→ **YOUR ASSIGNMENT**
Reproduce exactly the lines beginning with the line that contains "#[tokio::test]" and ending at the final line of the material below.

→ **INPUT MATERIAL**
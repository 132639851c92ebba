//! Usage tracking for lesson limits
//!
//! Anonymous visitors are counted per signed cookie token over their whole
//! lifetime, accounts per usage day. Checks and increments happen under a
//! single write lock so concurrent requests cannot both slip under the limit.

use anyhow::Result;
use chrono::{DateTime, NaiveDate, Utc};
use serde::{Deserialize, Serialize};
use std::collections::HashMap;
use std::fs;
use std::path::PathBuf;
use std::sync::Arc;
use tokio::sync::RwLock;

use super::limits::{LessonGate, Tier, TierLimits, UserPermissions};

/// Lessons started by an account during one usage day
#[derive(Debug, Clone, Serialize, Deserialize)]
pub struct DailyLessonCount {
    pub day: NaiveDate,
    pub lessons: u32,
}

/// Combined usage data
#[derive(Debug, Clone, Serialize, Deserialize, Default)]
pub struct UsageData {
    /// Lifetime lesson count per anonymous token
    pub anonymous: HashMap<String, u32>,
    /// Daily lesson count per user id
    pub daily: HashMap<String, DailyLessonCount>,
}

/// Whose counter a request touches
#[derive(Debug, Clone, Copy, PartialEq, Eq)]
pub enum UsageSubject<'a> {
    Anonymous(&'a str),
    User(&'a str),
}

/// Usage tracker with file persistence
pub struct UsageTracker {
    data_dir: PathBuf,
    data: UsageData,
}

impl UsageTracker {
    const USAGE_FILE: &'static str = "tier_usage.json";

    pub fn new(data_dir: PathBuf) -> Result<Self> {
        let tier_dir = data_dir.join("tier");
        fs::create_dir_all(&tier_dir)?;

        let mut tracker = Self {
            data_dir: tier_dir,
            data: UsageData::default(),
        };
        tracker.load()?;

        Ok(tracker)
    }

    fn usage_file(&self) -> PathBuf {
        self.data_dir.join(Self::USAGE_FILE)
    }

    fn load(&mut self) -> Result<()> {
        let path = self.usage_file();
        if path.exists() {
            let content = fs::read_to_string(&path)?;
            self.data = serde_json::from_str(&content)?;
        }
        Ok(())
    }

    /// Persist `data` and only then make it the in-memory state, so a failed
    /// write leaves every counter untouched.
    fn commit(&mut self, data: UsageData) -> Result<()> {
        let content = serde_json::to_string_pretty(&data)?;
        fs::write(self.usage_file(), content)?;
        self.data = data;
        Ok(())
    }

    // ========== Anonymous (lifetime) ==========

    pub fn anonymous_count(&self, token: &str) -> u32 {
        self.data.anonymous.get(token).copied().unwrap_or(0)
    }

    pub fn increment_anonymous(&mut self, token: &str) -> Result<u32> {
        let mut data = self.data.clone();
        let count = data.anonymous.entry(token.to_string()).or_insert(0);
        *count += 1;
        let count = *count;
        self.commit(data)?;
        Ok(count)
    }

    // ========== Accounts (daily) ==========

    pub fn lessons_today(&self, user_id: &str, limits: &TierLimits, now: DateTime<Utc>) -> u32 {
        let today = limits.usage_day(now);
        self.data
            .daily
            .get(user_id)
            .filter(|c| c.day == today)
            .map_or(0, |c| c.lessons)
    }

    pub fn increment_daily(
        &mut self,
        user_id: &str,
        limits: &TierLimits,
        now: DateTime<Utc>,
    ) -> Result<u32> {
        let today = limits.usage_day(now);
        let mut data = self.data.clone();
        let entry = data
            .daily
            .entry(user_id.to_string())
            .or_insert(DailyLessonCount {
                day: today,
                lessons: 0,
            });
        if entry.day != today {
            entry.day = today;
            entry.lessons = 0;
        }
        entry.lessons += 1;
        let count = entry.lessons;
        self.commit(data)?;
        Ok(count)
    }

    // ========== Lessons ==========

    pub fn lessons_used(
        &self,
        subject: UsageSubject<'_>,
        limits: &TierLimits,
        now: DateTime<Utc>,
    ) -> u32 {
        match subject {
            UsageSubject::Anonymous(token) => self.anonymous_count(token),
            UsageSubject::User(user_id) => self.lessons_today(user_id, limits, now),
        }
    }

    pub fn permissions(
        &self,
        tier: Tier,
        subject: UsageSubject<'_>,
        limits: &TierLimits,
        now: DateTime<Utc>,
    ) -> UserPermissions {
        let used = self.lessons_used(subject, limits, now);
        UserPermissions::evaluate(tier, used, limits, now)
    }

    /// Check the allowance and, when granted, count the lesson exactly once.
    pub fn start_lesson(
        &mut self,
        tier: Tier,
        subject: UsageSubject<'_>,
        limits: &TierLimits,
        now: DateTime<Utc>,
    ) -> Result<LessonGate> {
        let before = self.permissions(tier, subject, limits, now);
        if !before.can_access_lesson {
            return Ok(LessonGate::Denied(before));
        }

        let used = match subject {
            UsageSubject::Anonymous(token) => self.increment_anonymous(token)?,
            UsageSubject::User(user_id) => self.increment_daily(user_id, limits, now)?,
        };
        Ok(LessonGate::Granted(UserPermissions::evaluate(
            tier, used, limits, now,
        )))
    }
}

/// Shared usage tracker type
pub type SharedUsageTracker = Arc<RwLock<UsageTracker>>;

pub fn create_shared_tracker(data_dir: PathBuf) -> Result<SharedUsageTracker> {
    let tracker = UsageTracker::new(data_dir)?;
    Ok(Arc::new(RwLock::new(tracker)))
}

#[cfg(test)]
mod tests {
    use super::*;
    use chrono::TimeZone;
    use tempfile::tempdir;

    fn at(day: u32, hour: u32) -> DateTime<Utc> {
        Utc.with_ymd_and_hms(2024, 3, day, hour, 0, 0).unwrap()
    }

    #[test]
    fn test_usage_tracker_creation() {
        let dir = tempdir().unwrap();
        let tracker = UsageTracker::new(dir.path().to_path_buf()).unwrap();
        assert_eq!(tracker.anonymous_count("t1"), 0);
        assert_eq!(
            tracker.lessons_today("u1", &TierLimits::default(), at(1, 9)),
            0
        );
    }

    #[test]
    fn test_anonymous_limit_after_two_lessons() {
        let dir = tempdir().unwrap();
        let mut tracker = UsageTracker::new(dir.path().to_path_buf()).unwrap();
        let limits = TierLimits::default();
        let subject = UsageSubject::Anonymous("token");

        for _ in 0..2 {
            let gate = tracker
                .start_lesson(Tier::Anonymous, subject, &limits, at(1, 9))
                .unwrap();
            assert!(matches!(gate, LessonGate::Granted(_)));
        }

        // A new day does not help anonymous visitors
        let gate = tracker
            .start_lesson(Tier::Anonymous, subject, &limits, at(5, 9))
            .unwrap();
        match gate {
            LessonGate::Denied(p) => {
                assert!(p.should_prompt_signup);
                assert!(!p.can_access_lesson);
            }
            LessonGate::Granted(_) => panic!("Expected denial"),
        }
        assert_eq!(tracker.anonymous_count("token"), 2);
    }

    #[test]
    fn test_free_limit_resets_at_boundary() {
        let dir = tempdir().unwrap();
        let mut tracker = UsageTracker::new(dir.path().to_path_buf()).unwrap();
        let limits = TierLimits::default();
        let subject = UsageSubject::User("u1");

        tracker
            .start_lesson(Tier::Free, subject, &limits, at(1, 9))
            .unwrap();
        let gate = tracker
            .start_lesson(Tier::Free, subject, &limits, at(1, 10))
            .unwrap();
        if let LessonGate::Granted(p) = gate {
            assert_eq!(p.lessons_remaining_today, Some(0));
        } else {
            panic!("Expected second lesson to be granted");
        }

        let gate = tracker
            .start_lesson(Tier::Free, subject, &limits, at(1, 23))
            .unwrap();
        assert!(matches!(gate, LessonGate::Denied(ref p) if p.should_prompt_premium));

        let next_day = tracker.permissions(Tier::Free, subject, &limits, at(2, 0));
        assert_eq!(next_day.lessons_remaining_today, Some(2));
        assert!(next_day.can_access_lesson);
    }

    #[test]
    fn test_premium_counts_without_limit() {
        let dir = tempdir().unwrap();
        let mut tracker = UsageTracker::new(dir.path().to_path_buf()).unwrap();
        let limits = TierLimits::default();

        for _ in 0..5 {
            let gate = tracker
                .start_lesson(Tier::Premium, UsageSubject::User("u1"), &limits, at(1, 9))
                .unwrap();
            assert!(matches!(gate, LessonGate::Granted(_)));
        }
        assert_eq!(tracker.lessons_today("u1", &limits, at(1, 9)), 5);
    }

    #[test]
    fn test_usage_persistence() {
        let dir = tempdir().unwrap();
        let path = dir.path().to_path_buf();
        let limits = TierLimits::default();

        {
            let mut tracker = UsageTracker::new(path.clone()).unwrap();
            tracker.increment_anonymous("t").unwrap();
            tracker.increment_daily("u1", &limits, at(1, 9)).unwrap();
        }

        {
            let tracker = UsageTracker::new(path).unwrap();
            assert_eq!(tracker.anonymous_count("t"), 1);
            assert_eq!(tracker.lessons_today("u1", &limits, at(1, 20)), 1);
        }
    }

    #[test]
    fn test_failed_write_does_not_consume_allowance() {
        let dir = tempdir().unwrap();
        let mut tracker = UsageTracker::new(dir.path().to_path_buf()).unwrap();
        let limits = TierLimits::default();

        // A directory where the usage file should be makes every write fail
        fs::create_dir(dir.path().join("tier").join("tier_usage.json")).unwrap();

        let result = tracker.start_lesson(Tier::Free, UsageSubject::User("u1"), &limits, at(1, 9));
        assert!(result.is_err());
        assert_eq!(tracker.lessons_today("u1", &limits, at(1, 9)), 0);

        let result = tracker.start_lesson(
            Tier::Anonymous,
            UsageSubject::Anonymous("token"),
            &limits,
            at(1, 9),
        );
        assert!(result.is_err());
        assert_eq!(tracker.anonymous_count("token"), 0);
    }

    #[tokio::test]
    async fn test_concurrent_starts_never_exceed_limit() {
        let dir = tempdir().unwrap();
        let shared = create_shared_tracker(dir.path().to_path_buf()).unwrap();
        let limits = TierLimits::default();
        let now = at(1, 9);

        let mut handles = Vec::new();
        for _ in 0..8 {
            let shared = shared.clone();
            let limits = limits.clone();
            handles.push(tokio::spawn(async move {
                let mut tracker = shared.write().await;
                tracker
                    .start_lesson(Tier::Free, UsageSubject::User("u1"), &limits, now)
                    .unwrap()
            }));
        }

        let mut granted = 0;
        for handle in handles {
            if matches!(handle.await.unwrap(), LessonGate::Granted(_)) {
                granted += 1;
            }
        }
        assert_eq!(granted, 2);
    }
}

→ **RESPONSE TO THIS TASK**
    #[tokio::test]
    async fn test_concurrent_starts_never_exceed_limit() {
        let dir = tempdir().unwrap();
        let shared = create_shared_tracker(dir.path().to_path_buf()).unwrap();
        let limits = TierLimits::default();
        let now = at(1, 9);

        let mut handles = Vec::new();
        for _ in 0..8 {
            let shared = shared.clone();
            let limits = limits.clone();
            handles.push(tokio::spawn(async move {
                let mut tracker = shared.write().await;
                tracker
                    .start_lesson(Tier::Free, UsageSubject::User("u1"), &limits, now)
                    .unwrap()
            }));
        }

        let mut granted = 0;
        for handle in handles {
            if matches!(handle.await.unwrap(), LessonGate::Granted(_)) {
                granted += 1;
            }
        }
        assert_eq!(granted, 2);
    }
}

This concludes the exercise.